The Templars and the Assassins: Angels and Demons?

From New Dawn 93 (Nov-Dec 2005)

Following the success of The Da Vinci Code, Dan Brown’s earlier work Angels and Demons has been discovered by fans who are now fascinated by references to the medieval secret society known as the Order of Assassins. This group triggered exceptional public interest in the last few years, particularly after the September 11 attacks when the media was rife with accounts of the Assassin-like Al-Qaeda group. Public curiosity in the actual Assassins was at an all-time high and interest has not yet abated.

While there have always been people fascinated by secret societies, James Wasserman, author of The Templars and the Assassins: The Militia of Heaven,1 believes contemporary interest in this area has peaked under the effect of two main social factors. The first is the breakdown of traditional religion prompting people to look for alternative theology, or in Dan Brown’s case, alternative re-readings of traditional religion. This is certainly a more popular option for the majority of thinkers who would rather not step too far away from their comfort zone. The second factor put forward by Wasserman is the increasing power of separatist groups within the socio-political life of world affairs. Political protocols are now limiting the actions of large governments who move too slowly to compete with smaller, more dynamic groups. As these smaller groups gain more ground, they trigger public interest and in some cases, public fear.

Many influential groups started in a similar fashion. The famous Templar Knights were at first a small group of nine French knights who kept every action hidden under the radar of the established authorities. Within the conditions of secrecy they built the basis of a network that later extended across Europe. Wasserman believes the Assassin Order was created through the same process and had a great deal in common with the more well known Templars. Many scholars actually point to the Assassins as a seminal forefather of the secret society model, and as more evidence comes to light researchers are beginning to realise the Assassins were more influential and innovative than they were ever given credit for.

The Assassins are infamous for their political murders.
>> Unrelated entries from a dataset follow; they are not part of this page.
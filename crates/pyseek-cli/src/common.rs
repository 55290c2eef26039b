//! Common types and utilities shared across modules

use clap::Parser;

/// Global CLI options available to all commands
#[derive(Parser, Debug, Clone, Default)]
pub struct GlobalOpts {
    #[arg(short, long, global = true, help = "Decrease verbosity")]
    pub quiet: bool,

    #[arg(short, long, global = true, action = clap::ArgAction::Count, help = "Increase verbosity (-v for debug, -vv for trace)")]
    pub verbose: u8,

    #[arg(
        long,
        global = true,
        help = "Suppress log messages on the console (still written to the log file)"
    )]
    pub no_stdout: bool,
}

impl GlobalOpts {
    /// Get the effective verbosity level
    /// - 0: quiet/warn only
    /// - 1: debug (-v)
    /// - 2: trace (-vv)
    pub fn verbosity_level(&self) -> u8 {
        if self.quiet {
            0
        } else {
            self.verbose
        }
    }
}
use crate::config_manager::{exe_paths, Config};
use crate::logger;
use anyhow::{anyhow, Result};
use clap::Args;
use pyseek_package::{build_package, BuildConfig, BuildSession, SystemRunner};
use std::path::PathBuf;

#[derive(Args, Debug, Clone, Default)]
pub struct BuildCommand {
    /// Project directory containing pyproject.toml or setup.py
    #[arg(long, default_value = ".")]
    pub dir: PathBuf,
    /// Output directory, emptied before the build (default: config `dist-dir` or `dist`)
    #[arg(long)]
    pub dist_dir: Option<PathBuf>,
    /// Isolated PEP 517 build with `python -m build`
    #[arg(long, conflicts_with = "legacy")]
    pub isolated: bool,
    /// Legacy `python setup.py sdist` build
    #[arg(long)]
    pub legacy: bool,
    /// Interpreter to build with (default: config `python`, then PATH)
    #[arg(long)]
    pub python: Option<PathBuf>,
}

impl BuildCommand {
    /// Merge command line flags over the configured defaults
    pub fn build_config(&self, config: &Config) -> BuildConfig {
        let isolated_build = if self.legacy {
            false
        } else if self.isolated {
            true
        } else {
            config.isolated_build()
        };
        BuildConfig {
            setup_dir: self.dir.clone(),
            dist_dir: self.dist_dir.clone().unwrap_or_else(|| config.dist_dir()),
            isolated_build,
        }
    }

    fn interpreter(&self, config: &Config) -> Result<PathBuf> {
        self.python
            .clone()
            .or_else(|| config.python.as_deref().map(PathBuf::from))
            .or_else(exe_paths::find_python)
            .ok_or_else(|| anyhow!("No Python interpreter found; pass --python or set `python`"))
    }
}

pub fn build(cmd: &BuildCommand, config: &Config) -> Result<()> {
    let build_config = cmd.build_config(config);
    let python = cmd.interpreter(config)?;
    logger::debug(&format!("building with {}", python.display()));

    let runner = SystemRunner;
    let session = BuildSession {
        python,
        runner: &runner,
    };

    logger::spinner_start(&format!("Building {}", build_config.setup_dir.display()));
    match build_package(&build_config, &session) {
        Ok(artifact) => {
            logger::spinner_success(&format!("Built {}", artifact.path.display()));
            Ok(())
        }
        Err(e) => {
            logger::spinner_error("Build failed");
            Err(e.into())
        }
    }
}
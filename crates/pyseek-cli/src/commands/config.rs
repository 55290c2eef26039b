use crate::config_manager::{Config, CONFIG_KEYS};
use crate::logger;
use crate::GlobalOpts;
use anyhow::{bail, Context, Result};
use clap::Subcommand;
use colored::*;
use std::fs;

#[derive(Subcommand, Debug, Clone)]
pub enum ConfigAction {
    /// Print every configured value
    Show,
    /// Print a single value
    Get { key: String },
    Set {
        key: String,
        value: String,
    },
    /// Get or set the path to the config file.
    /// If `new_path` is provided, the CLI will set the config path to that value.
    /// If omitted, the CLI will print the current configuration file path.
    Path {
        /// Optional new config path to set
        new_path: Option<String>,
    },
}

pub fn handle_config(action: Option<ConfigAction>, opts: &GlobalOpts) -> Result<()> {
    match action.unwrap_or(ConfigAction::Show) {
        ConfigAction::Show => {
            let config = Config::load().context("Failed to load config")?;
            println!("{}", "Configuration:".bold().green());
            if config.is_empty() {
                if opts.verbosity_level() > 0 {
                    println!("  {}", "(empty)".yellow());
                }
            } else {
                for (key, value) in config.values_iter() {
                    println!("  {}: {}", key.cyan(), value);
                }
            }
        }
        ConfigAction::Get { key } => {
            if !CONFIG_KEYS.contains(&key.as_str()) {
                bail!(unknown_key(&key));
            }
            let config = Config::load().context("Failed to load config")?;
            match config.get(&key) {
                Some(value) => println!("{}", value),
                None => logger::debug(&format!("{} is not set", key)),
            }
        }
        ConfigAction::Set { key, value } => {
            if !CONFIG_KEYS.contains(&key.as_str()) {
                bail!(unknown_key(&key));
            }
            let mut config = Config::load().context("Failed to load config")?;
            config.set(&key, value.clone())?;
            config.save().context("Failed to save config")?;
            logger::success(&format!("Set {} = {}", key, value));
        }
        ConfigAction::Path { new_path } => {
            let config_path = Config::path()?;
            logger::debug(&format!("Reading config from: {}", config_path.display()));
            let pointer_path = Config::pointer_path()?;

            match new_path {
                Some(p) => {
                    if let Some(parent) = pointer_path.parent() {
                        fs::create_dir_all(parent).context("Failed to set config path")?;
                    }
                    fs::write(&pointer_path, p.as_bytes()).context("Failed to set config path")?;
                    logger::success(&format!("Config path set to {}", p));
                }
                None => {
                    println!("{}", config_path.display());

                    if let Ok(contents) = fs::read_to_string(&pointer_path) {
                        let trimmed = contents.trim();
                        if !trimmed.is_empty() {
                            println!("{} {}", "overridden-by".cyan(), trimmed);
                        }
                    }
                }
            }
        }
    }
    Ok(())
}

fn unknown_key(key: &str) -> String {
    format!(
        "Unknown config key: {}. Currently supported keys: {}",
        key,
        CONFIG_KEYS.join(", ")
    )
}
//! Configuration and interpreter path conventions shared by the pyseek crates
//!
//! Kept free of registry and build logic so that `pyseek-registry`,
//! `pyseek-package` and the CLI can all depend on it without cycles.

#![deny(clippy::print_stdout)]

mod config;
mod errors;
pub mod exe_paths;

pub use config::{Config, CONFIG_KEYS};
pub use errors::ConfigError;
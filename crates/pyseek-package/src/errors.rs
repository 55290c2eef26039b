use std::io;
use std::path::PathBuf;
use thiserror::Error;

/// Errors that can occur while building a source distribution
#[derive(Error, Debug)]
pub enum BuildError {
    #[error("IO error: {0}")]
    Io(#[from] io::Error),

    #[error("No {expected} found in {dir}")]
    MissingProjectFile { dir: PathBuf, expected: String },

    #[error("`{command}` exited with {status}: {stderr}")]
    CommandFailed {
        command: String,
        status: String,
        stderr: String,
    },

    #[error("Build finished but produced nothing in {0}")]
    NoArtifact(PathBuf),
}
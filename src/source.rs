use std::collections::VecDeque;

use crate::error::{Error, Result};
use crate::frame::{Dimensions, FrameBuffer, VideoInfo};

/// Sequential producer of decoded frames.
///
/// `next_frame` yields `Ok(None)` at the end of the stream and `Err` when
/// decoding fails part way through.
#[allow(async_fn_in_trait)]
pub trait FrameSource {
    fn info(&self) -> &VideoInfo;

    /// Human readable name used in progress messages.
    fn name(&self) -> &str;

    async fn next_frame(&mut self) -> Result<Option<FrameBuffer>>;
}

/// Frames that are already in memory, e.g. synthetic test videos.
pub struct MemorySource {
    name: String,
    info: VideoInfo,
    frames: VecDeque<FrameBuffer>,
}

impl MemorySource {
    pub fn new(name: &str, fps: f32, frames: Vec<FrameBuffer>) -> Result<Self> {
        let Some(first) = frames.first() else {
            return Err(Error::EmptyVideo);
        };
        let dimensions = Dimensions::new(first.width(), first.height());
        if frames
            .iter()
            .any(|f| f.width() != dimensions.width || f.height() != dimensions.height)
        {
            return Err(Error::Probe {
                reason: format!("{name}: frames differ in size"),
            });
        }

        Ok(Self {
            name: name.to_string(),
            info: VideoInfo {
                dimensions,
                fps,
                reported_frames: Some(frames.len() as u64),
            },
            frames: frames.into(),
        })
    }

    /// Override the frame count the source claims to have.
    pub fn with_reported_frames(mut self, reported_frames: Option<u64>) -> Self {
        self.info.reported_frames = reported_frames;
        self
    }
}

impl FrameSource for MemorySource {
    fn info(&self) -> &VideoInfo {
        &self.info
    }

    fn name(&self) -> &str {
        &self.name
    }

    async fn next_frame(&mut self) -> Result<Option<FrameBuffer>> {
        Ok(self.frames.pop_front())
    }
}
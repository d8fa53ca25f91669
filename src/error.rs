pub type Result<T> = std::result::Result<T, Error>;

#[derive(Debug, thiserror::Error)]
pub enum Error {
    #[error("I/O error: {0}")]
    Io(#[from] std::io::Error),

    #[error("image error: {0}")]
    Image(#[from] image::ImageError),

    #[error("csv error: {0}")]
    Csv(#[from] csv::Error),

    #[error("json error: {0}")]
    Json(#[from] serde_json::Error),

    #[error("failed to probe video: {reason}")]
    Probe { reason: String },

    #[error("video has no decodable video stream")]
    NoVideoStream,

    #[error("decode failed after {frames_read} frames: {reason}")]
    Decode { frames_read: usize, reason: String },

    #[error("video contains no frames")]
    EmptyVideo,

    #[error("frame {index} out of range (video has {count} frames)")]
    FrameOutOfRange { index: usize, count: usize },

    #[error("point ({x}, {y}) outside of frame {width}x{height}")]
    PointOutOfBounds {
        x: i64,
        y: i64,
        width: u32,
        height: u32,
    },

    #[error("invalid display scale {0}")]
    InvalidScale(f64),

    #[error("invalid configuration: {0}")]
    InvalidConfig(String),
}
They created the concept of the ‘sleeper agent’ and pioneered the practice of training and placing operatives who would lay dormant within their environment, later spurred to action by a distant commander.

The Old Man of the Mountain

When the Prophet Muhammad died in 632 without having designated a successor to lead the community he founded, many Muslims believed his son-in-law and cousin Ali to be his legitimate successor. Over time this group, known as the Shi’atu ‘Ali, or party of Ali, divided from the majority Sunnis who followed Caliphs chosen by the consensus of the community. Centuries later a breakaway from the Shias, the Ismailis, founded the Fatimid dynasty in Egypt. A schism arose when the rightful Fatimid leader Nizar was imprisoned and supplanted by his younger brother. Hence, the followers of this subsect were called the Nizari Ismailis.

The Nizari Ismailis are believed to have adopted elements of the Sufi tradition and its mystical symbolism, best known through the Rubaiyat of Omar Khayyam. Part of the Nizari sect took on a proactive military function with the aim of ensuring the survival of the Nizari as a whole and also working toward shifting the political scales in their favour.

The founder of this militant group was a Persian called Hasan-i-Sabbah, born of lower middle class parents at Rayy, an old city a few kilometres to the south of modern Tehran in approximately 1060. A dedicated Ismaili, in 1090 he united the entire movement and took possession of a stronghold in Khorassan which became headquarters for the Order and known as Alamut, ‘the eagle’s nest’. Once established in a secure and permanent base, Hasan sent his agents out from Alamut in all directions, while at the same time pursuing a policy of territorial expansion, taking surrounding camps by force.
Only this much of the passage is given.